Fig. 7.

GRα is responsible for transcriptional activation of REG3A and REG1CP. a GRα silencing reduced REG3A expression. b, c GRα silencing reduced (b) whereas its overexpression increased (c) luciferase reporter activity of pGL3-basic based REG3 promoter constructs. d GRα bound to the 2325/-2509 fragment of REG3A promoter.

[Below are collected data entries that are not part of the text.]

//! Accessibility and session preferences
//!
//! Three scalar settings survive restarts: font size, high contrast and the
//! last used mode. They are read once at startup and written on every change.

pub mod store;

pub use store::{FilePreferenceStore, MemoryPreferenceStore, PreferenceStore};

use crate::Mode;
use serde::{Deserialize, Serialize};
use tracing::{debug, info, warn};

pub const FONT_SIZE_KEY: &str = "sahayak_fontSize";
pub const HIGH_CONTRAST_KEY: &str = "sahayak_highContrast";
pub const LAST_MODE_KEY: &str = "sahayak_lastMode";

/// Font size bounds and step, in pixels
#[derive(Clone, Debug, PartialEq, Serialize, Deserialize)]
#[serde(default)]
pub struct DisplayConfig {
    pub default_font_size: u32,
    pub min_font_size: u32,
    pub max_font_size: u32,
    pub font_size_step: u32,
}

impl Default for DisplayConfig {
    fn default() -> Self {
        Self {
            default_font_size: 18,
            min_font_size: 16,
            max_font_size: 28,
            font_size_step: 2,
        }
    }
}

impl DisplayConfig {
    pub fn clamp(&self, size: u32) -> u32 {
        size.clamp(self.min_font_size, self.max_font_size)
    }
}

/// Derived text sizes for the render layer
#[derive(Clone, Copy, Debug, PartialEq)]
pub struct FontScale {
    pub base: u32,
    pub large: f32,
    pub xlarge: f32,
}

impl FontScale {
    pub fn from_base(base: u32) -> Self {
        Self {
            base,
            large: base as f32 * 1.25,
            xlarge: base as f32 * 1.5,
        }
    }
}

/// Loaded preferences backed by a store
pub struct Preferences {
    store: Box<dyn PreferenceStore>,
    display: DisplayConfig,
    font_size: u32,
    high_contrast: bool,
    last_mode: Mode,
}

impl Preferences {
    /// Read all settings from the store, falling back to defaults
    pub fn load(store: Box<dyn PreferenceStore>, display: DisplayConfig) -> Self {
        let font_size = store
            .get(FONT_SIZE_KEY)
            .and_then(|value| value.trim().parse::<u32>().ok())
            .map(|size| display.clamp(size))
            .unwrap_or(display.default_font_size);

        let high_contrast = store.get(HIGH_CONTRAST_KEY).as_deref() == Some("true");

        let last_mode = match store.get(LAST_MODE_KEY) {
            Some(value) => value.parse::<Mode>().unwrap_or_else(|_| {
                warn!("Ignoring unknown stored mode: {}", value);
                Mode::default()
            }),
            None => Mode::default(),
        };

        debug!(
            "Loaded preferences: font {}px, high contrast {}, last mode {}",
            font_size, high_contrast, last_mode
        );

        Self {
            store,
            display,
            font_size,
            high_contrast,
            last_mode,
        }
    }

    pub fn font_size(&self) -> u32 {
        self.font_size
    }

    pub fn font_scale(&self) -> FontScale {
        FontScale::from_base(self.font_size)
    }

    pub fn high_contrast(&self) -> bool {
        self.high_contrast
    }

    pub fn last_mode(&self) -> Mode {
        self.last_mode
    }

    pub fn display(&self) -> &DisplayConfig {
        &self.display
    }

    /// Apply `delta` pixels. Changes that would leave the bounds are refused.
    pub fn change_font_size(&mut self, delta: i32) -> Option<FontScale> {
        let new_size = self.font_size as i64 + delta as i64;
        if new_size < self.display.min_font_size as i64
            || new_size > self.display.max_font_size as i64
        {
            debug!("Font size {} out of bounds; unchanged", new_size);
            return None;
        }

        self.font_size = new_size as u32;
        self.persist(FONT_SIZE_KEY, self.font_size.to_string());
        info!("Font size set to {}px", self.font_size);
        Some(self.font_scale())
    }

    pub fn increase_font(&mut self) -> Option<FontScale> {
        self.change_font_size(self.display.font_size_step as i32)
    }

    pub fn decrease_font(&mut self) -> Option<FontScale> {
        self.change_font_size(-(self.display.font_size_step as i32))
    }

    pub fn toggle_high_contrast(&mut self) -> bool {
        self.high_contrast = !self.high_contrast;
        self.persist(HIGH_CONTRAST_KEY, self.high_contrast.to_string());
        self.high_contrast
    }

    pub fn set_last_mode(&mut self, mode: Mode) {
        self.last_mode = mode;
        self.persist(LAST_MODE_KEY, mode.as_str().to_string());
    }

    fn persist(&mut self, key: &str, value: String) {
        if let Err(e) = self.store.set(key, &value) {
            warn!("Failed to save preference {}: {}", key, e);
        }
    }
}

#[cfg(test)]
mod tests {
    use super::*;

    fn load(store: MemoryPreferenceStore) -> Preferences {
        Preferences::load(Box::new(store), DisplayConfig::default())
    }

    #[test]
    fn test_defaults_when_empty() {
        let prefs = load(MemoryPreferenceStore::new());
        assert_eq!(prefs.font_size(), 18);
        assert!(!prefs.high_contrast());
        assert_eq!(prefs.last_mode(), Mode::Information);
    }

    #[test]
    fn test_loads_and_clamps_stored_values() {
        let store = MemoryPreferenceStore::new()
            .with(FONT_SIZE_KEY, "40")
            .with(HIGH_CONTRAST_KEY, "true")
            .with(LAST_MODE_KEY, "wellness");
        let prefs = load(store);

        assert_eq!(prefs.font_size(), 28);
        assert!(prefs.high_contrast());
        assert_eq!(prefs.last_mode(), Mode::Wellness);
    }

    #[test]
    fn test_unknown_mode_and_garbage_size_fall_back() {
        let store = MemoryPreferenceStore::new()
            .with(FONT_SIZE_KEY, "big")
            .with(LAST_MODE_KEY, "banking");
        let prefs = load(store);

        assert_eq!(prefs.font_size(), 18);
        assert_eq!(prefs.last_mode(), Mode::Information);
    }

    #[test]
    fn test_font_steps_stop_at_bounds() {
        let mut prefs = load(MemoryPreferenceStore::new());

        assert_eq!(prefs.decrease_font().map(|s| s.base), Some(16));
        assert_eq!(prefs.decrease_font(), None);
        assert_eq!(prefs.font_size(), 16);

        for _ in 0..6 {
            prefs.increase_font();
        }
        assert_eq!(prefs.font_size(), 28);
        assert_eq!(prefs.increase_font(), None);
    }

    #[test]
    fn test_changes_are_persisted() {
        let store = MemoryPreferenceStore::new();
        let shared = store.clone();
        let mut prefs = load(store);

        prefs.increase_font();
        prefs.toggle_high_contrast();
        prefs.set_last_mode(Mode::Ordering);

        assert_eq!(shared.get(FONT_SIZE_KEY).as_deref(), Some("20"));
        assert_eq!(shared.get(HIGH_CONTRAST_KEY).as_deref(), Some("true"));
        assert_eq!(shared.get(LAST_MODE_KEY).as_deref(), Some("ordering"));
    }

    #[test]
    fn test_font_scale() {
        let scale = FontScale::from_base(20);
        assert_eq!(scale.large, 25.0);
        assert_eq!(scale.xlarge, 30.0);
    }
}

The precipitates of an antibody against GRα from formaldehyde-cross-linked chromatin of cells were subjected to qPCR using primers directed to indicated fragments of REG3A promoter. e Silencing of REG1CP or FANCJ reduced the association between GRα and the 2325/-2509 fragment of REG3A promoter as shown using ChIP assays. f Silencing of REG1CP or FANCJ diminished the increase in luciferase reporter activity of pGL3-basic based REG3 promoter constructs (upper) and the upregulation of endogenous REG3A protein levels (lower) caused by overexpression of GRα. The number below each western blot lane represents the level of REG3A protein relative the level of GAPDH expression. g GRα bound to the −1094/−1244 fragment of REG1CP promoter as measured using ChIP assays. h Deletion of the −1094/−1244 fragment abolished luciferase reporter activity of pGL3-basic based REG1CP promoter constructs. i Overexpression of GRα increased luciferase reporter activity of pGL3-basic based REG1CP promoter constructs with the −1094/−1244 fragment. j GRα silencing decreased endogenous REG1CP expression. n = 3 independent experiments. Data are presented as Mean ± SEM (b, c, f (upper), h, i) or representatives (a, d, e, f (lower), g, j). Statistical significance was calculated using a two-tailed t-test.